WORK ITEM: Among the records below, find each line containing the word "super" and copy it.

--- PROVIDED MATERIAL Enclosed Below ---

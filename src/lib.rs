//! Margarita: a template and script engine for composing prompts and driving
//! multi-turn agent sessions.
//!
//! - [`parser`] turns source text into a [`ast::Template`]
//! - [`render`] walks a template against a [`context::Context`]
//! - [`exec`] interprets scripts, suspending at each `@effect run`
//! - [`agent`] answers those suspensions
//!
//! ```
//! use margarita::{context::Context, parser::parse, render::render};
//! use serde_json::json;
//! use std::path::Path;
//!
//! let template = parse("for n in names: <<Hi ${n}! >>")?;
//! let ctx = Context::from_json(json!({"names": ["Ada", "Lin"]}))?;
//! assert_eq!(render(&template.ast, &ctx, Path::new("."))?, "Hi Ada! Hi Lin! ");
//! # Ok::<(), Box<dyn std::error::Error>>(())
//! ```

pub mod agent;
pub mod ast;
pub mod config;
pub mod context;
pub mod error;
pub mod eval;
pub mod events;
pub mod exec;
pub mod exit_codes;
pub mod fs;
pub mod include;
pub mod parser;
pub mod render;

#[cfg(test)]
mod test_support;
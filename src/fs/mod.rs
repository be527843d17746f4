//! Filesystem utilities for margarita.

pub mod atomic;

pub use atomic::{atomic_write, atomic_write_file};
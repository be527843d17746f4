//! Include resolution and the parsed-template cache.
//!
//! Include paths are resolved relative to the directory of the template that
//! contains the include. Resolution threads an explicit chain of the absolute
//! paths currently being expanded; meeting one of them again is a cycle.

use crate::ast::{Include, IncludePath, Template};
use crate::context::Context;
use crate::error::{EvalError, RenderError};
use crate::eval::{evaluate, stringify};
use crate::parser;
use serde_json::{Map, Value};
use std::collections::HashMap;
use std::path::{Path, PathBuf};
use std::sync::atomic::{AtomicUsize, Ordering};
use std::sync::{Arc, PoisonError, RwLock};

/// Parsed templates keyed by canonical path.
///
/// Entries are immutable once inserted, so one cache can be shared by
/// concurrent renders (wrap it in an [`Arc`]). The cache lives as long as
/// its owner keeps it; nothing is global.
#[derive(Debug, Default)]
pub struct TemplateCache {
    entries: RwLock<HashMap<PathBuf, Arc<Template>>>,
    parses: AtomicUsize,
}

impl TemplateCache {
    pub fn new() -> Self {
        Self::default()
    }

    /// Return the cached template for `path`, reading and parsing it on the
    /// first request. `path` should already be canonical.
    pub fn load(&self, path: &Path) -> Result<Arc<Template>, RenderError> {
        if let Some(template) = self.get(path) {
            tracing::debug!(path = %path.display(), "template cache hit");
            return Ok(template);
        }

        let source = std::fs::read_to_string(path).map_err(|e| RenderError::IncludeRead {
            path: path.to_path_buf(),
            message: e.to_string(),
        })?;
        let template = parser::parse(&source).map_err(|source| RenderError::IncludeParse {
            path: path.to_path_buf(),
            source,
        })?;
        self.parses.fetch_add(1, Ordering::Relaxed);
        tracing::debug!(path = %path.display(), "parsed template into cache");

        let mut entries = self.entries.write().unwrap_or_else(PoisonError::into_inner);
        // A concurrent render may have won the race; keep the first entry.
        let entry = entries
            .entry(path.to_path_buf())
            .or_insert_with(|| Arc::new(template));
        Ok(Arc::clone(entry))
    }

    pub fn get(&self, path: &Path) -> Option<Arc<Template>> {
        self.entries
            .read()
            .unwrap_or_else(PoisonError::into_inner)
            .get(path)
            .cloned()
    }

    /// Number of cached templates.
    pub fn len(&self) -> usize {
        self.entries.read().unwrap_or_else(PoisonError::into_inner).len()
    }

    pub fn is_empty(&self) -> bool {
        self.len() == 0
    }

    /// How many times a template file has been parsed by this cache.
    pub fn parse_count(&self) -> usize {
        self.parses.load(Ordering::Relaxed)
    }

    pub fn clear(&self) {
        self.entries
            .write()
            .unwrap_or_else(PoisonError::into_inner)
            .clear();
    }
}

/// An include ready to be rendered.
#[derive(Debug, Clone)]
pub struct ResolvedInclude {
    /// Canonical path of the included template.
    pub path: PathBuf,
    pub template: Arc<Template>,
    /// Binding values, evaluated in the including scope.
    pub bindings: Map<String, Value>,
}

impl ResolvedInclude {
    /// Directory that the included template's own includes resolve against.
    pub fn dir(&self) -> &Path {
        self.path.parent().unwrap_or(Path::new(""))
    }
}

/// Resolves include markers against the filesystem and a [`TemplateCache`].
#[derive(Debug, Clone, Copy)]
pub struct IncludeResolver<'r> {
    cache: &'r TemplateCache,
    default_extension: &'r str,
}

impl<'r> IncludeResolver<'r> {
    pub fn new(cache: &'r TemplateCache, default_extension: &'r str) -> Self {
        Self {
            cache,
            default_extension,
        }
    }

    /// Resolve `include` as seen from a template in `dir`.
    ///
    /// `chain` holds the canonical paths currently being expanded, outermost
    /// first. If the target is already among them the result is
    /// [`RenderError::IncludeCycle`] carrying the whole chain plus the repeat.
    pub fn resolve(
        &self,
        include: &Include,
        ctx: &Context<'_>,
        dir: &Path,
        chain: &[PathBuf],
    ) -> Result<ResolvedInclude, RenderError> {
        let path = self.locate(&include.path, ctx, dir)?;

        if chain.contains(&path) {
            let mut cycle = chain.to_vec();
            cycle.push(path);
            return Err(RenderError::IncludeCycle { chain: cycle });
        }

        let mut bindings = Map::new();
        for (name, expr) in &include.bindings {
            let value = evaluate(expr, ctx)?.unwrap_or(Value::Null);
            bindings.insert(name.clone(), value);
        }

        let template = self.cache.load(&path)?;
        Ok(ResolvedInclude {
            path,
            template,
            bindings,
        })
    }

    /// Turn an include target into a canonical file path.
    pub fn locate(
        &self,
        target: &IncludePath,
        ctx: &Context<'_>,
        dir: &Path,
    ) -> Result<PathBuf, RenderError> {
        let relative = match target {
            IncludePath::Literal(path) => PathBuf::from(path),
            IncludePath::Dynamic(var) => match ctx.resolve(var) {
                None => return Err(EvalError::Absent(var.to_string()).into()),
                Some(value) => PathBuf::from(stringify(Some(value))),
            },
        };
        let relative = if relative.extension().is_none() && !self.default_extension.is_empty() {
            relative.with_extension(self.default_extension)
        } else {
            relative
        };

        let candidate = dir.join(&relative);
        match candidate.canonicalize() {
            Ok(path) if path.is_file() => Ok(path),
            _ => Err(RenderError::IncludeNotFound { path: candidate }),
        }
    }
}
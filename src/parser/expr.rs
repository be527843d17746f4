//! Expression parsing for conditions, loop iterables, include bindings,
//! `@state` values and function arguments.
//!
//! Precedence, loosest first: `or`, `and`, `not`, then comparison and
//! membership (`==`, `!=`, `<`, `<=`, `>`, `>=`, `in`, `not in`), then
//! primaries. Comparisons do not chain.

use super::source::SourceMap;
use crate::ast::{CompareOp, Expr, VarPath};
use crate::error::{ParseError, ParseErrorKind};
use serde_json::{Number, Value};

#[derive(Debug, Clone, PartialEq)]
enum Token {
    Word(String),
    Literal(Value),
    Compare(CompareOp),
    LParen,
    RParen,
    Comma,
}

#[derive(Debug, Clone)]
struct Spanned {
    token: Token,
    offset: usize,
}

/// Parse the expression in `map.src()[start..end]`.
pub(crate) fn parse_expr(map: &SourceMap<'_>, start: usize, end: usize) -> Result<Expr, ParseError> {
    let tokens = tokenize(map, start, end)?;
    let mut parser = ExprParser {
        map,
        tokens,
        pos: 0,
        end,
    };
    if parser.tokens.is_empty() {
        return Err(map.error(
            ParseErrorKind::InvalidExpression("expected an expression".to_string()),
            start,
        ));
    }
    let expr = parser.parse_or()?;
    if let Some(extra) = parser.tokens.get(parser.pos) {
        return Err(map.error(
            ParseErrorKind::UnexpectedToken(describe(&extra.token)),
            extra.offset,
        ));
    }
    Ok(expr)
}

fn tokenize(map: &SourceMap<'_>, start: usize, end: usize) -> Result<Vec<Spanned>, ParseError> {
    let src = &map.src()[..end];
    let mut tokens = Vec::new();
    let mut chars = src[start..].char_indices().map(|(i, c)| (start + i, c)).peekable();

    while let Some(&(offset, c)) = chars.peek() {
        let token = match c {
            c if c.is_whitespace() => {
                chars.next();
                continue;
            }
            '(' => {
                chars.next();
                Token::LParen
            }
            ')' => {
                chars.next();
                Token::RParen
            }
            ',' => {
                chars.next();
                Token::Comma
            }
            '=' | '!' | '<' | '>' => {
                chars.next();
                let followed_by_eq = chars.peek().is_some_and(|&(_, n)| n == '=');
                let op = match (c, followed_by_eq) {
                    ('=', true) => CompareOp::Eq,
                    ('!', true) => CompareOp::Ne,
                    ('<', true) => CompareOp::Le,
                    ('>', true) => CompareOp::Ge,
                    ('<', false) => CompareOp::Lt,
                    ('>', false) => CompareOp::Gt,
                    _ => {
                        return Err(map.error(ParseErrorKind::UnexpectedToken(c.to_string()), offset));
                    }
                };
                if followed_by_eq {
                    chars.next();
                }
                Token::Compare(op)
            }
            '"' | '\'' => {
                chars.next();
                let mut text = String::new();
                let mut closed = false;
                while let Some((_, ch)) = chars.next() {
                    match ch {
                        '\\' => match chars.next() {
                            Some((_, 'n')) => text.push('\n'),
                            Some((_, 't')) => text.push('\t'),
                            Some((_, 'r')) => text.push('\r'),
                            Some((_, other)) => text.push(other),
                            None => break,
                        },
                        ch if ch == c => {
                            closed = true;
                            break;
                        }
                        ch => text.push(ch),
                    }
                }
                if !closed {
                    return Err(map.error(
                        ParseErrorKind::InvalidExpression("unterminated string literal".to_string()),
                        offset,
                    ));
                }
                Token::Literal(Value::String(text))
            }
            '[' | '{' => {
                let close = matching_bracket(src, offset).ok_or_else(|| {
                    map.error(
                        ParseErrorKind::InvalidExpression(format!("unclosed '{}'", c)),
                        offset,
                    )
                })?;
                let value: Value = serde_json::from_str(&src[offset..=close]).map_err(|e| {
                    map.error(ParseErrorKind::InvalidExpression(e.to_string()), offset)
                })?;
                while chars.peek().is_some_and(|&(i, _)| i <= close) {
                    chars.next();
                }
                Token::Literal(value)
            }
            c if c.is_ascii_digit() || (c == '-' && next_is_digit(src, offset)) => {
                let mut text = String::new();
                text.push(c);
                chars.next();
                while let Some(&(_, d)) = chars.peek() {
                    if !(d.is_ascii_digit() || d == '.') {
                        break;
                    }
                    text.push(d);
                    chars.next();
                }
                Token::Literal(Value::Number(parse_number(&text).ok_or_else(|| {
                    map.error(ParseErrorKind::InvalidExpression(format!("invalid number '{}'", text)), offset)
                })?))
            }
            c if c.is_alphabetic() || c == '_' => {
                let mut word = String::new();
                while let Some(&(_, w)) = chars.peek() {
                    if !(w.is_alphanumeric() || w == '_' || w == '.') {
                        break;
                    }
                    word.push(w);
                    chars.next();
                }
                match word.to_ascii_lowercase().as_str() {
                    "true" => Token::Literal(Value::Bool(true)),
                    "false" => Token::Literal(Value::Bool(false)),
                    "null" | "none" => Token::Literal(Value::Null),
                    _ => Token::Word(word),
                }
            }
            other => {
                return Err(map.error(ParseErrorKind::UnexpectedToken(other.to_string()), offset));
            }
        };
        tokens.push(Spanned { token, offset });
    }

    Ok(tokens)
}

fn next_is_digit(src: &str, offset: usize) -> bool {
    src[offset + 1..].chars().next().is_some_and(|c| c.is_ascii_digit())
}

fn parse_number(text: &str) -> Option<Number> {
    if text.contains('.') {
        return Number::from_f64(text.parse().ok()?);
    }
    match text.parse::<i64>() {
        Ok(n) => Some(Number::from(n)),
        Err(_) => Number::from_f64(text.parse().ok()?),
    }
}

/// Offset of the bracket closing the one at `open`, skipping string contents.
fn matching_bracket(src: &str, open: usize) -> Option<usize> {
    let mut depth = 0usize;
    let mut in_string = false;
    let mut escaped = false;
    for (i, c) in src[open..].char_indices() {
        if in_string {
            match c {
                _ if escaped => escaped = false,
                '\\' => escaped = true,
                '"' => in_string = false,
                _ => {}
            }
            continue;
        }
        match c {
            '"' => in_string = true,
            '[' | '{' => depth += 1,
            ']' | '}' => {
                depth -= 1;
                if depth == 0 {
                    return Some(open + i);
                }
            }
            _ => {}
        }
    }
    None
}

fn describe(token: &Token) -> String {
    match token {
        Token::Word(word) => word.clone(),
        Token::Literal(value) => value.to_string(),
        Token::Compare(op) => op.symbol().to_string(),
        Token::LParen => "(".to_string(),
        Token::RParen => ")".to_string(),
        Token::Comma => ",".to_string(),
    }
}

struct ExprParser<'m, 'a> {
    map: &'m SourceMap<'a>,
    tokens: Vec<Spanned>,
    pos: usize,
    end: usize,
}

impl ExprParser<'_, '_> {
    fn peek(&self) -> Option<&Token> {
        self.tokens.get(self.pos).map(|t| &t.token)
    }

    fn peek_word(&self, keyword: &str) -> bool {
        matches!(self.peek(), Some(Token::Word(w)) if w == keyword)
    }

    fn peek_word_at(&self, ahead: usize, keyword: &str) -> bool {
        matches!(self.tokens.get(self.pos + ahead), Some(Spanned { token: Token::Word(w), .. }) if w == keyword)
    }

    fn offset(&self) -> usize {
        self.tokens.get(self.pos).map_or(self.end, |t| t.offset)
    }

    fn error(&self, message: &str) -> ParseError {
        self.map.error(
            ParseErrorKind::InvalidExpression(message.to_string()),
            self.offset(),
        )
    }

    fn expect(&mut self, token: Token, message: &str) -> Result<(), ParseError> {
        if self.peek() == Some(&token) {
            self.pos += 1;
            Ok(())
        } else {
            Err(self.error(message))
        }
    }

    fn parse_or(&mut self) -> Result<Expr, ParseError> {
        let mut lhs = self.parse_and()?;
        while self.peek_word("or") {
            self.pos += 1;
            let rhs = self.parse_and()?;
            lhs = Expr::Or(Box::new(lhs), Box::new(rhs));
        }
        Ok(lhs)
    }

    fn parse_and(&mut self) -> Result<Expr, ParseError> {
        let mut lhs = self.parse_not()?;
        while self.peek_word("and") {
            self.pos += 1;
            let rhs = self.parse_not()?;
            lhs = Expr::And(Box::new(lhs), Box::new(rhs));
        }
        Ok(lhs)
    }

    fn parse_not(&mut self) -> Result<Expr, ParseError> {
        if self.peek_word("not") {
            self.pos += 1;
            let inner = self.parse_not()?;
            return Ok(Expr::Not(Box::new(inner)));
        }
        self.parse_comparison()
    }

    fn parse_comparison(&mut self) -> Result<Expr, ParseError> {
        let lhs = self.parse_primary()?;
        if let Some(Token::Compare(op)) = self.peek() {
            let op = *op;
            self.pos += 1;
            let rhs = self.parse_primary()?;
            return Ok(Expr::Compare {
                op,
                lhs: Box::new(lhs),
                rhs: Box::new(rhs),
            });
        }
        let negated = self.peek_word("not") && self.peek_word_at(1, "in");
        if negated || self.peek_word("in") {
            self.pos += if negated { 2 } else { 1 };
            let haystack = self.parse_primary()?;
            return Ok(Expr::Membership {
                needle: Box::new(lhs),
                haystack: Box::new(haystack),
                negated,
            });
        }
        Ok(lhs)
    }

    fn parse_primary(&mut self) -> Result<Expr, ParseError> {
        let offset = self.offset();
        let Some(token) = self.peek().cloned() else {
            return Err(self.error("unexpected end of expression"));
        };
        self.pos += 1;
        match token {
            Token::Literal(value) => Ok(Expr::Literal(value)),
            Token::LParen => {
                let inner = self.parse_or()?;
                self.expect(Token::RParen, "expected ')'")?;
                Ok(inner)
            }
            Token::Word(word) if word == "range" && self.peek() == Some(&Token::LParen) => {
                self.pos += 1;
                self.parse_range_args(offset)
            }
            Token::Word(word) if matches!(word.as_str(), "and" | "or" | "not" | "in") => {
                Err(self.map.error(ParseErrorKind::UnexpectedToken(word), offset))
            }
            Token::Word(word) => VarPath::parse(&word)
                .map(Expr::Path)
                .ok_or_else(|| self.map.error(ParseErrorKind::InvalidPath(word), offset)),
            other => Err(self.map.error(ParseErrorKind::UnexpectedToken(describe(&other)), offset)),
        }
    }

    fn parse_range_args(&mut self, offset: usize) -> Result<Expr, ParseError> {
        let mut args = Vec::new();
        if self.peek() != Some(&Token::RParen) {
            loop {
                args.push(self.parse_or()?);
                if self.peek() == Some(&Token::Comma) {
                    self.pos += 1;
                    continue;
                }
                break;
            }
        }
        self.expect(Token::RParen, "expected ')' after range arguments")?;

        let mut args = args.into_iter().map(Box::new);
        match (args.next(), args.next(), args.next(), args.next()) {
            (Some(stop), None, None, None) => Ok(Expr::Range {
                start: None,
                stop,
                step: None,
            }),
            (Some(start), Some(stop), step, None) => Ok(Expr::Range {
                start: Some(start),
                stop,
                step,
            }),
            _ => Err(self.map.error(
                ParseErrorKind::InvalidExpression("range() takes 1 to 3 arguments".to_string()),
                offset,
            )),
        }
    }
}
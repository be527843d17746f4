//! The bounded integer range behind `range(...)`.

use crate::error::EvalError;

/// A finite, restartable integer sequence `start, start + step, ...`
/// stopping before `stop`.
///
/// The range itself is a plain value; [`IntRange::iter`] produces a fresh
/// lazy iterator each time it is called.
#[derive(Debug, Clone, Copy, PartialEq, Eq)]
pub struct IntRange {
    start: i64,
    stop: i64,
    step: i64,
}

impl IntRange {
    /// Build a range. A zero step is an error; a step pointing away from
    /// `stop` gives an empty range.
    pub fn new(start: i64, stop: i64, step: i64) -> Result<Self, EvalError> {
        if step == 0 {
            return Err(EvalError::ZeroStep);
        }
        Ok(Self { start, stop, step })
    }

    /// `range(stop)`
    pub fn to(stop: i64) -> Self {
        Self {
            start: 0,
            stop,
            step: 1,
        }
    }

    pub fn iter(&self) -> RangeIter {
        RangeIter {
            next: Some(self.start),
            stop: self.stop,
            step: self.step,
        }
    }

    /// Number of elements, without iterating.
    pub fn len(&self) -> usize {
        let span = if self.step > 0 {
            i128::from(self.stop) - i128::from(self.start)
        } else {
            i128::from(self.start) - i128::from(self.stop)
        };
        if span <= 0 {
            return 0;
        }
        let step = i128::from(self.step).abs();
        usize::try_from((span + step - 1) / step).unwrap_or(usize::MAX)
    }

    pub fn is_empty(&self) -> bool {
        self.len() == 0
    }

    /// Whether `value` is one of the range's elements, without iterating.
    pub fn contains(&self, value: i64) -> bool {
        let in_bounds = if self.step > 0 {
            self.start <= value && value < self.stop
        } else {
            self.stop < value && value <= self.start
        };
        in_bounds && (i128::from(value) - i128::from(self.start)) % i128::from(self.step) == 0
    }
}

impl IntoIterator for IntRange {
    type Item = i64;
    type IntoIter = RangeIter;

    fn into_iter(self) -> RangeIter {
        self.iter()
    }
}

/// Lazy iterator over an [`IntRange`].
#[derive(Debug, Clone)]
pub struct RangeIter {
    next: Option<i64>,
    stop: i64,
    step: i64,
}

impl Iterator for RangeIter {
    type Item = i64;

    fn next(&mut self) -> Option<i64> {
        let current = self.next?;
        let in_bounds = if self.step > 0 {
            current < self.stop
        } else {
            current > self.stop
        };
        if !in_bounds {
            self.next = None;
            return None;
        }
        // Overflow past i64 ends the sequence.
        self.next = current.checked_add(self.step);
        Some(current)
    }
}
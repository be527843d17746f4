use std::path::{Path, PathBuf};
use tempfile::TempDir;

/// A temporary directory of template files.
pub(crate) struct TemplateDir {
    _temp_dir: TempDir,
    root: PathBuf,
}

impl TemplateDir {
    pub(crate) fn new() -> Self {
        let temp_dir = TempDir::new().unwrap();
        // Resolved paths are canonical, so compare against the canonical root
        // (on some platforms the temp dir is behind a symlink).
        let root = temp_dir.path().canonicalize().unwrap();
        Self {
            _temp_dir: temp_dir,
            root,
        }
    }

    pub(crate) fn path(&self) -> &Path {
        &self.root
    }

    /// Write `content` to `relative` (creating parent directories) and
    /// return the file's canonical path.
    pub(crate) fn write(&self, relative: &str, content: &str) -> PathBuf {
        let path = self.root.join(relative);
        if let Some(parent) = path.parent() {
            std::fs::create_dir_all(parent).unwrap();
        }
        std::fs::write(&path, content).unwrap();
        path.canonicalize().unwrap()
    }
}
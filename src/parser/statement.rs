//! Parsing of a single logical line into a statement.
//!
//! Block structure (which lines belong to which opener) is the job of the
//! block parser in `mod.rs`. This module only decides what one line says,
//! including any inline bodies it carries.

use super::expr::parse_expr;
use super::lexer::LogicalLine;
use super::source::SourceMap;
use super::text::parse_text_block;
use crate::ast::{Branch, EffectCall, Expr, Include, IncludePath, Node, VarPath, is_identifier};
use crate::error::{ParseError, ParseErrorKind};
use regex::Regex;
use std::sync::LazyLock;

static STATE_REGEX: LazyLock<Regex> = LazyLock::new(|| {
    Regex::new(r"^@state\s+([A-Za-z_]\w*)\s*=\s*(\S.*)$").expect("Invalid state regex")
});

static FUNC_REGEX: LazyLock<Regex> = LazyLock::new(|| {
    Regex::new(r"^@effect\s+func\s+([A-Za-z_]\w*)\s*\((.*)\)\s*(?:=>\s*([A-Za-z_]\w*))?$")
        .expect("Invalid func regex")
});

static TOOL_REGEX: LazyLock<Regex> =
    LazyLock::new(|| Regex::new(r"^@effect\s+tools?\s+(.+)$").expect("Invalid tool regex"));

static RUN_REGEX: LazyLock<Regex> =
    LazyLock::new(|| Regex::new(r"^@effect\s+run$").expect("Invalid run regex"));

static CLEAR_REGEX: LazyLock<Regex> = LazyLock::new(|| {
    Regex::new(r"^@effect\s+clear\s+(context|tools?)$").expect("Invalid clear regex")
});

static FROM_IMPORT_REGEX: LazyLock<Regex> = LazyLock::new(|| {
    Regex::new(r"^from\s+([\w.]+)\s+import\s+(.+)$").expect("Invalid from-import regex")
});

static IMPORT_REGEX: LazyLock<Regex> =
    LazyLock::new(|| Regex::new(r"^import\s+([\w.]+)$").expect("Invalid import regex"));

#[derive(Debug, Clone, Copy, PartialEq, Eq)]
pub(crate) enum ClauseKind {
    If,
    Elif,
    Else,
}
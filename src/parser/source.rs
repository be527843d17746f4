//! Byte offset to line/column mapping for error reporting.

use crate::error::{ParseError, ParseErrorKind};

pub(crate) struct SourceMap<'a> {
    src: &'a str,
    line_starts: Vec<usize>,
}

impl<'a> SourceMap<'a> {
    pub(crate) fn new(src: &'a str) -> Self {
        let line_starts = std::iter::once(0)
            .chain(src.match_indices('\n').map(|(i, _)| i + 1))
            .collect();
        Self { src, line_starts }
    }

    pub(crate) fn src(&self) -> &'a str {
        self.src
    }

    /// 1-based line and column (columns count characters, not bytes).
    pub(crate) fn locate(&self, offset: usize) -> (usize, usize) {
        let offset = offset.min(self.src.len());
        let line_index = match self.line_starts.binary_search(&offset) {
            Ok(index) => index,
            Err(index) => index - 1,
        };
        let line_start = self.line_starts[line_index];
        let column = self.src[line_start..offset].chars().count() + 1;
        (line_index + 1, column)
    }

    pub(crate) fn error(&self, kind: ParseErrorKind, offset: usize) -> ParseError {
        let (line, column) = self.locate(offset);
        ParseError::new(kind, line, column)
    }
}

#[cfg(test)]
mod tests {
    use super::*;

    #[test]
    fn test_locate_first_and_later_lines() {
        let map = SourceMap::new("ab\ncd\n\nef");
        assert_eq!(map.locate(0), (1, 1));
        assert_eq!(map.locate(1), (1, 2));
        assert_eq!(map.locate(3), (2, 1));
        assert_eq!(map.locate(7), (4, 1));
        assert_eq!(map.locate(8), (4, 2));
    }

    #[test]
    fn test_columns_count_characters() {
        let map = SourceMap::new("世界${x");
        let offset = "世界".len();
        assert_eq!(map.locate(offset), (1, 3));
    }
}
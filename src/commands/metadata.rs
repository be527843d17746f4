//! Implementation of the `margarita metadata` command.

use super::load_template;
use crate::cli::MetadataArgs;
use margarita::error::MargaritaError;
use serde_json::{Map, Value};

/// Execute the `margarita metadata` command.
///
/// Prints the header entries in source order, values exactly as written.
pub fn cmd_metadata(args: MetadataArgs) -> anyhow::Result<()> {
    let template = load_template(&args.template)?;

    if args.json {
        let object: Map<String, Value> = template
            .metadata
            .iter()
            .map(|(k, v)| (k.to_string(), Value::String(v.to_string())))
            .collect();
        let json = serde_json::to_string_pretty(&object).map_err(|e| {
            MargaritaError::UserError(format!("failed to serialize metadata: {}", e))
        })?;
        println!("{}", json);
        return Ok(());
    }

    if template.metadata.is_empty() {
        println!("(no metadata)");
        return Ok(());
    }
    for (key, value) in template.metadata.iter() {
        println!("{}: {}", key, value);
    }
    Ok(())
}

--- End of Enclosed PROVIDED MATERIAL ---

WRITTEN ANSWER:
use super::source::SourceMap;
use super::expr::parse_expr;
use super::lexer::LogicalLine;
use super::source::SourceMap;
use super::text::parse_text_block;
    use super::*;
use super::load_template;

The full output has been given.